Changing lifestyle and diet are usually the first steps recommended by healthcare providers to relieve symptoms of gastric disorders.
• If you smoke, stop.
• Avoid foods and beverages that worsen symptoms.
• Avoid alcohol, caffeine and chocolate.
• Lose weight if needed.
• Eat small, frequent meals.
• Avoid lying down for three hours after a meal.
Because drugs work in different ways, combinations of medications may help control symptoms. People who get heartburn after eating may take both antacids and H2 blockers. The antacids work first to neutralize the acid in the stomach, and then the H2 blockers act on acid production. By the time the antacid stops working, the H2 blocker will have stopped acid production.
Most H. pylori-related ulcers are curable with treatment that combines two different kinds of antibiotics and an acid suppressor. The medication is taken over a 1- to 2-week period. The ulcer may take 8 weeks to heal, but the pain usually goes away after a few days or a week. To be sure the treatment has worked, doctors may do a follow-up endoscopy 6 to 12 months later to check for H. pylori. Likewise, ulcers related to NSAIDs rarely require surgery and usually improve with an acid suppressor and stopping or changing the NSAID. No antibiotics are needed to treat this type of ulcer.
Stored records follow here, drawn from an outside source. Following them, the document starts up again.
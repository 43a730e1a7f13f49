//! FILENAME: pivot-engine/src/cache.rs
//! Pivot Cache - the partitioned internal representation a pivot is computed from.
//!
//! The cache is built in one pass over the source rows:
//! - rows failing the config filters are dropped
//! - every remaining row is assigned to its row group (first-seen order)
//! - the distinct column slices are collected and sorted
//!
//! Keys are structured tuples of field texts, so a field value containing
//! a separator can never merge two distinct groups.

use std::fmt;

use engine::{Row, RowValue};
use indexmap::IndexMap;
use rustc_hash::{FxBuildHasher, FxHashSet};
use serde::{Deserialize, Serialize};
use smallvec::SmallVec;

use crate::definition::PivotConfig;

/// Separator used when a key has to be rendered as a single string.
pub const KEY_SEPARATOR: &str = "|";

// ============================================================================
// GROUP KEY
// ============================================================================

/// A unique combination of field values (one entry per grouping field).
#[derive(Debug, Clone, Default, PartialEq, Eq, Hash, PartialOrd, Ord, Serialize, Deserialize)]
pub struct GroupKey(pub SmallVec<[String; 4]>);

impl GroupKey {
    pub fn new(values: impl IntoIterator<Item = String>) -> Self {
        GroupKey(values.into_iter().collect())
    }

    /// Reads the key of `row` over `fields`.
    pub fn from_row(row: &Row, fields: &[String]) -> Self {
        GroupKey(fields.iter().map(|f| field_text(row.get(f))).collect())
    }

    pub fn values(&self) -> &[String] {
        &self.0
    }

    pub fn get(&self, index: usize) -> Option<&str> {
        self.0.get(index).map(String::as_str)
    }

    pub fn is_empty(&self) -> bool {
        self.0.is_empty()
    }

    /// Display form: values joined by the separator.
    pub fn joined(&self) -> String {
        self.0.join(KEY_SEPARATOR)
    }
}

impl fmt::Display for GroupKey {
    fn fmt(&self, f: &mut fmt::Formatter<'_>) -> fmt::Result {
        f.write_str(&self.joined())
    }
}

// ============================================================================
// VALUE COERCION
// ============================================================================

/// Text of a field as used in pivot keys. Absent values are empty text.
pub fn field_text(value: &RowValue) -> String {
    value.to_text()
}

/// Strict numeric coercion for pivot aggregation: numbers, fully numeric
/// text and booleans. Empty and non-numeric values are excluded.
pub fn pivot_number(value: &RowValue) -> Option<f64> {
    match value {
        RowValue::Number(n) if !n.is_nan() => Some(*n),
        RowValue::Bool(b) => Some(if *b { 1.0 } else { 0.0 }),
        RowValue::Text(s) => {
            let trimmed = s.trim();
            if trimmed.is_empty() {
                return None;
            }
            trimmed.parse::<f64>().ok().filter(|n| !n.is_nan())
        }
        _ => None,
    }
}

// ============================================================================
// PIVOT CACHE
// ============================================================================

#[derive(Debug, Clone)]
pub struct PivotCache<'a> {
    /// Source rows that passed the config filters.
    pub records: Vec<&'a Row>,

    /// Row key -> indices into `records`, in first-seen order.
    row_groups: IndexMap<GroupKey, Vec<usize>, FxBuildHasher>,

    /// Column key of every record (parallel to `records`). Empty without
    /// column fields.
    record_slices: Vec<GroupKey>,

    /// Distinct column keys, sorted ascending.
    column_slices: Vec<GroupKey>,
}

impl<'a> PivotCache<'a> {
    pub fn build(config: &PivotConfig, source: &'a [Row]) -> Self {
        let records: Vec<&'a Row> = source.iter().filter(|row| config.accepts(row)).collect();

        let mut row_groups: IndexMap<GroupKey, Vec<usize>, FxBuildHasher> = IndexMap::with_hasher(FxBuildHasher);
        let mut record_slices = Vec::with_capacity(records.len());
        let mut distinct: FxHashSet<GroupKey> = FxHashSet::default();

        for (index, row) in records.iter().enumerate() {
            row_groups
                .entry(GroupKey::from_row(row, &config.row_fields))
                .or_default()
                .push(index);

            let slice = GroupKey::from_row(row, &config.column_fields);
            if !config.column_fields.is_empty() {
                distinct.insert(slice.clone());
            }
            record_slices.push(slice);
        }

        let mut column_slices: Vec<GroupKey> = distinct.into_iter().collect();
        column_slices.sort();

        PivotCache {
            records,
            row_groups,
            record_slices,
            column_slices,
        }
    }

    pub fn record_count(&self) -> usize {
        self.records.len()
    }

    pub fn row_keys(&self) -> impl Iterator<Item = &GroupKey> {
        self.row_groups.keys()
    }

    pub fn row_group_count(&self) -> usize {
        self.row_groups.len()
    }

    pub fn column_slices(&self) -> &[GroupKey] {
        &self.column_slices
    }

    /// Records of one row group, optionally narrowed to one column slice.
    pub fn cell_records(&self, row_key: &GroupKey, slice: Option<&GroupKey>) -> Vec<&'a Row> {
        let Some(indices) = self.row_groups.get(row_key) else {
            return Vec::new();
        };
        indices
            .iter()
            .filter(|&&i| slice.map_or(true, |s| &self.record_slices[i] == s))
            .map(|&i| self.records[i])
            .collect()
    }
}

#[cfg(test)]
mod tests {
    use super::*;
    use serde_json::json;

    #[test]
    fn keys_do_not_collide_on_separator() {
        let a = GroupKey::new(["a|b".to_string(), "c".to_string()]);
        let b = GroupKey::new(["a".to_string(), "b|c".to_string()]);
        assert_eq!(a.joined(), b.joined());
        assert_ne!(a, b);
    }

    #[test]
    fn strict_number_coercion() {
        assert_eq!(pivot_number(&RowValue::text(" 12.5 ")), Some(12.5));
        assert_eq!(pivot_number(&RowValue::Bool(true)), Some(1.0));
        assert_eq!(pivot_number(&RowValue::text("$12")), None);
        assert_eq!(pivot_number(&RowValue::text("")), None);
        assert_eq!(pivot_number(&RowValue::Empty), None);
    }

    #[test]
    fn cache_partitions_rows_and_sorts_slices() {
        let rows = Row::list_from_json(json!([
            { "region": "North", "product": "Pears", "sales": 1 },
            { "region": "South", "product": "Apples", "sales": 2 },
            { "region": "North", "product": "Apples", "sales": 3 }
        ]));
        let config = PivotConfig::new()
            .with_rows(&["region"])
            .with_columns(&["product"])
            .with_values(&["sales"]);
        let cache = PivotCache::build(&config, &rows);

        let keys: Vec<String> = cache.row_keys().map(|k| k.joined()).collect();
        assert_eq!(keys, vec!["North", "South"]);
        let slices: Vec<String> = cache.column_slices().iter().map(|k| k.joined()).collect();
        assert_eq!(slices, vec!["Apples", "Pears"]);

        let north = GroupKey::new(["North".to_string()]);
        let apples = GroupKey::new(["Apples".to_string()]);
        assert_eq!(cache.cell_records(&north, Some(&apples)).len(), 1);
        assert_eq!(cache.cell_records(&north, None).len(), 2);
    }
}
Treatment for gastritis usually involves taking antacids and other drugs to reduce stomach acid, and avoiding hot and spicy foods. For gastritis caused by infections, your doctor will prescribe a regimen of several antibiotics plus some sort of acid blocking drug (a heartburn drug). If the gastritis is caused by pernicious anemia, B12 vitamin shots will be given. Once the underlying problem disappears, the gastritis usually resolves.